*About this exercise:* In the records below, the line with "let mut last_err = None;" opens the range and the line with "return Ok(entries);" closes it; print that range exactly and nothing else.

*Data for processing:*
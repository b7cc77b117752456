//! HMAC-SHA256 attestations over issued verification results.
//!
//! The signed payload binds recipient, skill, score, time, request id and
//! the evidence fingerprint, so the ledger (or anyone holding the key) can
//! check that a score came from this verifier unaltered.

use crate::config::AttestationConfig;
use crate::verify::VerificationResult;
use anyhow::{Result, anyhow};
use chrono::{DateTime, Utc};
use hmac::{Hmac, Mac};
use serde::{Deserialize, Serialize};
use sha2::{Digest, Sha256};
use tracing::{debug, warn};
use uuid::Uuid;

type HmacSha256 = Hmac<Sha256>;

const DOMAIN_SEPARATOR: &str = "skillproof-v1";
/// Publicly known key used when no secret is configured. Attestations made
/// with it prove nothing and carry `key_id = "demo"`.
const DEMO_SECRET: &str = "skillproof-demo-attestation-secret";
const DEMO_KEY_ID: &str = "demo";
const DEFAULT_KEY_ID: &str = "default";

/// Everything an attestation commits to.
#[derive(Debug, Clone, PartialEq, Eq, Serialize, Deserialize)]
pub struct AttestationClaim {
    pub recipient: Option<String>,
    pub skill: String,
    pub score: u32,
    pub timestamp: i64,
    pub request_id: String,
    pub evidence_hash: Option<String>,
}

impl AttestationClaim {
    /// Claim for `result` stamped with the current time and a fresh request id.
    pub fn for_result(result: &VerificationResult, skill: &str, recipient: Option<&str>) -> Self {
        Self {
            recipient: recipient.map(str::to_string),
            skill: skill.to_string(),
            score: result.ai_score,
            timestamp: Utc::now().timestamp(),
            request_id: Uuid::new_v4().to_string(),
            evidence_hash: result.evidence_hash.clone(),
        }
    }

    /// Pipe-joined canonical form that gets signed.
    pub fn payload(&self) -> String {
        [
            DOMAIN_SEPARATOR,
            self.recipient.as_deref().unwrap_or("anonymous"),
            &self.skill,
            &self.score.to_string(),
            &self.timestamp.to_string(),
            &self.request_id,
            self.evidence_hash.as_deref().unwrap_or("none"),
        ]
        .join("|")
    }
}

#[derive(Debug, Clone, PartialEq, Eq, Serialize, Deserialize)]
pub struct Attestation {
    pub signature: String,
    pub payload: String,
    pub payload_hash: String,
    pub key_id: String,
    pub request_id: String,
    pub timestamp: i64,
    pub score: u32,
    pub signed_at: DateTime<Utc>,
}

pub struct Attestor {
    secret: Vec<u8>,
    key_id: String,
}

impl Attestor {
    pub fn new(config: &AttestationConfig) -> Self {
        match config.secret.as_deref().map(str::trim).filter(|s| !s.is_empty()) {
            Some(secret) => Self {
                secret: secret.as_bytes().to_vec(),
                key_id: config
                    .key_id
                    .clone()
                    .unwrap_or_else(|| DEFAULT_KEY_ID.to_string()),
            },
            None => {
                warn!("No attestation secret configured; signing with the public demo key");
                Self {
                    secret: DEMO_SECRET.as_bytes().to_vec(),
                    key_id: DEMO_KEY_ID.to_string(),
                }
            }
        }
    }

    pub fn key_id(&self) -> &str {
        &self.key_id
    }

    pub fn is_demo(&self) -> bool {
        self.key_id == DEMO_KEY_ID
    }

    fn mac(&self) -> Result<HmacSha256> {
        HmacSha256::new_from_slice(&self.secret).map_err(|e| anyhow!("invalid HMAC key: {e}"))
    }

    pub fn sign(&self, claim: &AttestationClaim) -> Result<Attestation> {
        let payload = claim.payload();
        let mut mac = self.mac()?;
        mac.update(payload.as_bytes());
        let signature = hex::encode(mac.finalize().into_bytes());

        debug!(
            key_id = %self.key_id,
            request_id = %claim.request_id,
            score = claim.score,
            "Signed attestation"
        );

        Ok(Attestation {
            payload_hash: hex::encode(Sha256::digest(payload.as_bytes())),
            signature,
            payload,
            key_id: self.key_id.clone(),
            request_id: claim.request_id.clone(),
            timestamp: claim.timestamp,
            score: claim.score,
            signed_at: Utc::now(),
        })
    }

    /// Sign an issued result. REJECT results are never attested.
    pub fn attest(
        &self,
        result: &VerificationResult,
        skill: &str,
        recipient: Option<&str>,
    ) -> Result<Option<Attestation>> {
        if !result.is_issued() {
            return Ok(None);
        }
        self.sign(&AttestationClaim::for_result(result, skill, recipient))
            .map(Some)
    }

    /// Constant-time check of a hex signature over `payload`.
    pub fn verify(&self, payload: &str, signature_hex: &str) -> bool {
        let Ok(expected) = hex::decode(signature_hex.trim()) else {
            return false;
        };
        let Ok(mut mac) = self.mac() else {
            return false;
        };
        mac.update(payload.as_bytes());
        mac.verify_slice(&expected).is_ok()
    }
}
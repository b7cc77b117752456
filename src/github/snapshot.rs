//! Sampled repository content.

use serde::{Deserialize, Serialize};
use sha2::{Digest, Sha256};

/// One fetched source file, truncated to the sampling cap.
#[derive(Debug, Clone, PartialEq, Eq, Serialize, Deserialize)]
pub struct SourceFileSample {
    pub path: String,
    pub content: String,
    /// Branch the raw content was served from.
    pub branch: String,
}

impl SourceFileSample {
    pub fn new(
        path: impl Into<String>,
        content: &str,
        branch: impl Into<String>,
        cap: usize,
    ) -> Self {
        Self {
            path: path.into(),
            content: truncate_chars(content, cap).to_string(),
            branch: branch.into(),
        }
    }
}

/// Ordered, capped set of samples. Order is the repository tree order.
#[derive(Debug, Clone, Default, PartialEq, Eq, Serialize, Deserialize)]
pub struct FileSampleSet {
    samples: Vec<SourceFileSample>,
}

impl FileSampleSet {
    pub fn new(samples: Vec<SourceFileSample>) -> Self {
        Self { samples }
    }

    pub fn len(&self) -> usize {
        self.samples.len()
    }

    pub fn is_empty(&self) -> bool {
        self.samples.is_empty()
    }

    pub fn iter(&self) -> std::slice::Iter<'_, SourceFileSample> {
        self.samples.iter()
    }

    pub fn paths(&self) -> impl Iterator<Item = &str> {
        self.samples.iter().map(|s| s.path.as_str())
    }

    /// `sha256:<hex>` over every sample's path and content, in order.
    ///
    /// Used as the evidence reference handed to the certificate ledger.
    pub fn fingerprint(&self) -> String {
        let mut hasher = Sha256::new();
        for sample in &self.samples {
            hasher.update(sample.path.as_bytes());
            hasher.update([0u8]);
            hasher.update(sample.content.as_bytes());
            hasher.update([0u8]);
        }
        format!("sha256:{}", hex::encode(hasher.finalize()))
    }
}

impl<'a> IntoIterator for &'a FileSampleSet {
    type Item = &'a SourceFileSample;
    type IntoIter = std::slice::Iter<'a, SourceFileSample>;

    fn into_iter(self) -> Self::IntoIter {
        self.samples.iter()
    }
}

/// Truncate to at most `max_chars` characters without splitting one.
pub fn truncate_chars(s: &str, max_chars: usize) -> &str {
    match s.char_indices().nth(max_chars) {
        Some((idx, _)) => &s[..idx],
        None => s,
    }
}
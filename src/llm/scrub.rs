//! Redaction for backend error text before it reaches results or logs.

use std::borrow::Cow;

const MAX_API_ERROR_CHARS: usize = 200;
const REDACTED: &str = "[REDACTED]";

/// Token prefixes whose trailing characters are a credential.
const TOKEN_PREFIXES: &[&str] = &[
    "sk-",
    "ghp_",
    "gho_",
    "ghu_",
    "ghs_",
    "github_pat_",
    "hf_",
    "AIza",
    "AKIA",
    "eyJ",
];

/// Markers followed by a credential value (headers, query strings, JSON).
const VALUE_MARKERS: &[&str] = &[
    "Authorization: Bearer ",
    "authorization: bearer ",
    "Bearer ",
    "api_key=",
    "access_token=",
    "\"api_key\":\"",
    "\"access_token\":\"",
    "\"token\":\"",
    "\"secret\":\"",
];

fn is_secret_char(c: char) -> bool {
    c.is_ascii_alphanumeric() || matches!(c, '-' | '_' | '.' | ':' | '+' | '/' | '=')
}

/// Replace the credential following every occurrence of `marker`.
fn redact_after(text: &mut String, marker: &str) {
    let mut from = 0;
    while let Some(rel) = text[from..].find(marker) {
        let start = from + rel;
        let value_start = start + marker.len();
        let value_len: usize = text[value_start..]
            .chars()
            .take_while(|c| is_secret_char(*c))
            .map(char::len_utf8)
            .sum();

        if value_len == 0 {
            from = value_start;
            continue;
        }

        text.replace_range(start..value_start + value_len, REDACTED);
        from = start + REDACTED.len();
    }
}

/// Scrub credential-looking tokens from free text.
pub fn scrub_secret_patterns(input: &str) -> Cow<'_, str> {
    let hit = TOKEN_PREFIXES
        .iter()
        .chain(VALUE_MARKERS)
        .any(|pattern| input.contains(pattern));
    if !hit {
        return Cow::Borrowed(input);
    }

    let mut scrubbed = input.to_string();
    for marker in VALUE_MARKERS.iter().chain(TOKEN_PREFIXES) {
        redact_after(&mut scrubbed, marker);
    }
    Cow::Owned(scrubbed)
}

/// Scrub secrets and cap the length of backend error text.
pub fn sanitize_api_error(input: &str) -> String {
    let scrubbed = scrub_secret_patterns(input);
    if scrubbed.chars().count() <= MAX_API_ERROR_CHARS {
        return scrubbed.into_owned();
    }
    let cut: String = scrubbed.chars().take(MAX_API_ERROR_CHARS).collect();
    format!("{cut}...")
}

/// Build a sanitized provider error from a failed HTTP response.
pub async fn api_error(provider: &str, response: reqwest::Response) -> anyhow::Error {
    let status = response.status();
    let body = response
        .text()
        .await
        .unwrap_or_else(|_| "<failed to read provider error body>".to_string());
    anyhow::anyhow!("{provider} API error ({status}): {}", sanitize_api_error(&body))
}
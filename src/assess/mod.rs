//! Assessment strategies.
//!
//! [`AssessmentEngine`] is chosen once from configuration: a usable model
//! credential selects the model-backed analyzer, anything else selects the
//! deterministic fallback.

pub mod fallback;
pub mod model;
pub mod parse;
pub mod prompt;
pub mod types;

pub use fallback::{DeterministicFallbackAnalyzer, UrlDigest};
pub use model::ModelBackedAnalyzer;
pub use parse::{ParsedAssessment, coerce_score, parse_model_response, strip_code_fence};
pub use prompt::{SYSTEM_PROMPT, build_analysis_prompt};
pub use types::RawAssessment;

use crate::config::ModelConfig;
use crate::error::VerifyError;
use crate::github::FileSampleSet;
use crate::llm::LazyProvider;
use crate::score::ScoreAggregator;
use serde::{Deserialize, Serialize};

/// Which strategy produced a result.
#[derive(Debug, Clone, Copy, PartialEq, Eq, Serialize, Deserialize, strum::Display)]
#[serde(rename_all = "lowercase")]
#[strum(serialize_all = "lowercase")]
pub enum AssessmentMode {
    Live,
    Fallback,
}

#[derive(Debug)]
pub enum AssessmentEngine {
    Model(ModelBackedAnalyzer),
    Fallback(DeterministicFallbackAnalyzer),
}

impl AssessmentEngine {
    /// Pick the strategy from credential availability. The backend client is
    /// not built until the first live assessment.
    pub fn from_config(model: &ModelConfig, aggregator: ScoreAggregator) -> Self {
        if model.usable_api_key().is_some() {
            Self::Model(ModelBackedAnalyzer::new(
                LazyProvider::openai(model),
                model.clone(),
                aggregator,
            ))
        } else {
            Self::Fallback(DeterministicFallbackAnalyzer::new(aggregator))
        }
    }

    pub fn mode(&self) -> AssessmentMode {
        match self {
            Self::Model(_) => AssessmentMode::Live,
            Self::Fallback(_) => AssessmentMode::Fallback,
        }
    }

    pub fn is_live(&self) -> bool {
        self.mode() == AssessmentMode::Live
    }

    pub async fn assess(
        &self,
        repo_url: &str,
        skill: &str,
        samples: &FileSampleSet,
    ) -> Result<RawAssessment, VerifyError> {
        match self {
            Self::Model(analyzer) => analyzer.assess(repo_url, skill, samples).await,
            Self::Fallback(analyzer) => analyzer.assess(repo_url, skill, samples),
        }
    }
}
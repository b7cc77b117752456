pub mod orchestrator;
pub mod result;

pub use orchestrator::Verifier;
pub use result::{Analysis, VerificationResult};
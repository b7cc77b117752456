use serde::{Deserialize, Serialize};

#[derive(Debug, Serialize)]
pub(crate) struct ChatRequest {
    pub model: String,
    pub messages: Vec<Message>,
    pub temperature: f64,
    #[serde(skip_serializing_if = "Option::is_none")]
    pub max_tokens: Option<u32>,
}

#[derive(Debug, Serialize)]
pub(crate) struct Message {
    pub role: &'static str,
    pub content: String,
}

#[derive(Debug, Deserialize)]
pub(crate) struct ChatResponse {
    #[serde(default)]
    pub choices: Vec<Choice>,
    pub usage: Option<Usage>,
    pub model: Option<String>,
}

#[derive(Debug, Deserialize)]
pub(crate) struct Usage {
    pub prompt_tokens: u64,
    pub completion_tokens: u64,
}

#[derive(Debug, Deserialize)]
pub(crate) struct Choice {
    pub message: ResponseMessage,
    #[allow(dead_code)]
    pub finish_reason: Option<String>,
}

#[derive(Debug, Deserialize)]
pub(crate) struct ResponseMessage {
    pub content: Option<String>,
}
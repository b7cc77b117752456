//! Repository snapshot fetching: list the tree, filter eligible paths, then pull raw samples.

use crate::config::{GitHubConfig, SamplingConfig};
use crate::error::VerifyError;
use anyhow::Result;
use std::sync::Arc;
use tracing::{debug, info, warn};

use super::client::{GitHubClient, TreeEntry};
use super::reference::RepositoryReference;
use super::snapshot::{FileSampleSet, SourceFileSample};

pub struct RepositorySnapshotFetcher {
    client: Arc<GitHubClient>,
    branches: Vec<String>,
    sampling: SamplingConfig,
}

impl RepositorySnapshotFetcher {
    pub fn new(github: &GitHubConfig, sampling: SamplingConfig) -> Result<Self> {
        Ok(Self::with_client(
            Arc::new(GitHubClient::new(github)?),
            github.branches.clone(),
            sampling,
        ))
    }

    pub fn with_client(
        client: Arc<GitHubClient>,
        branches: Vec<String>,
        sampling: SamplingConfig,
    ) -> Self {
        Self {
            client,
            branches,
            sampling,
        }
    }

    /// Shared handle, reused by the authenticity guard.
    pub fn client(&self) -> Arc<GitHubClient> {
        Arc::clone(&self.client)
    }

    /// Fetch a capped sample of source files.
    ///
    /// Returns an empty set when nothing is eligible; the orchestrator
    /// reports that separately from a fetch failure.
    pub async fn fetch(&self, url: &str) -> Result<FileSampleSet, VerifyError> {
        let repo = RepositoryReference::parse(url)?;
        self.fetch_reference(&repo).await
    }

    pub async fn fetch_reference(
        &self,
        repo: &RepositoryReference,
    ) -> Result<FileSampleSet, VerifyError> {
        let tree = self.fetch_tree(repo).await?;
        let paths = select_paths(&tree, &self.sampling);
        debug!(repo = %repo, eligible = paths.len(), "Selected source paths");

        let mut samples = Vec::with_capacity(paths.len());
        for path in paths {
            match self.fetch_content(repo, path).await {
                Some((branch, content)) => samples.push(SourceFileSample::new(
                    path,
                    &content,
                    branch,
                    self.sampling.max_file_chars,
                )),
                None => debug!(repo = %repo, path, "Skipping unavailable file"),
            }
        }

        info!(repo = %repo, files = samples.len(), "Fetched repository snapshot");
        Ok(FileSampleSet::new(samples))
    }

    async fn fetch_tree(&self, repo: &RepositoryReference) -> Result<Vec<TreeEntry>, VerifyError> {
        let mut last_err = None;
        for branch in &self.branches {
            match self.client.tree(repo, branch).await {
                Ok(entries) => {
                    debug!(
                        repo = %repo,
                        branch = branch.as_str(),
                        entries = entries.len(),
                        "Tree listed"
                    );
                    return Ok(entries);
                }
                Err(e) => {
                    warn!(
                        repo = %repo,
                        branch = branch.as_str(),
                        error = %e,
                        "Tree listing failed"
                    );
                    last_err = Some(e);
                }
            }
        }

        Err(last_err.unwrap_or_else(|| VerifyError::Fetch {
            status: None,
            message: "no branches configured".into(),
        }))
    }

    async fn fetch_content<'b>(
        &'b self,
        repo: &RepositoryReference,
        path: &str,
    ) -> Option<(&'b str, String)> {
        for branch in &self.branches {
            if let Some(content) = self.client.raw_content(repo, branch, path).await {
                return Some((branch.as_str(), content));
            }
        }
        None
    }
}

/// Eligible blob paths in tree order, capped at `max_files`.
pub fn select_paths<'t>(tree: &'t [TreeEntry], sampling: &SamplingConfig) -> Vec<&'t str> {
    tree.iter()
        .filter(|entry| entry.is_blob() && is_eligible(&entry.path, sampling))
        .map(|entry| entry.path.as_str())
        .take(sampling.max_files)
        .collect()
}

/// Extension allow-list plus substring exclusions (vendored deps, build
/// output, minified bundles).
pub fn is_eligible(path: &str, sampling: &SamplingConfig) -> bool {
    sampling.extensions.iter().any(|ext| path.ends_with(ext.as_str()))
        && !sampling
            .excluded_markers
            .iter()
            .any(|marker| path.contains(marker.as_str()))
}
//! Wire format definitions for the wallet link relay.
//!
//! Every message that crosses the bridge is JSON. Byte fields (IVs,
//! ciphertexts) travel as lower-case hex so that the relay only needs a
//! byte-preserving text channel.

#![forbid(unsafe_code)]

pub mod envelope;
pub mod error;
pub mod relay;
pub mod validation;

pub use envelope::*;
pub use error::{codes, RpcError};

/// Serde adapter for `Vec<u8>` fields carried as hex strings.
pub mod hex_bytes {
    use serde::{Deserialize, Deserializer, Serializer};

    pub fn serialize<S: Serializer>(bytes: &[u8], serializer: S) -> Result<S::Ok, S::Error> {
        serializer.serialize_str(&hex::encode(bytes))
    }

    pub fn deserialize<'de, D: Deserializer<'de>>(deserializer: D) -> Result<Vec<u8>, D::Error> {
        let s = String::deserialize(deserializer)?;
        let s = s.strip_prefix("0x").unwrap_or(&s);
        hex::decode(s).map_err(serde::de::Error::custom)
    }
}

*Solution for this exercise:*
        let mut last_err = None;
        for branch in &self.branches {
            match self.client.tree(repo, branch).await {
                Ok(entries) => {
                    debug!(
                        repo = %repo,
                        branch = branch.as_str(),
                        entries = entries.len(),
                        "Tree listed"
                    );
                    return Ok(entries);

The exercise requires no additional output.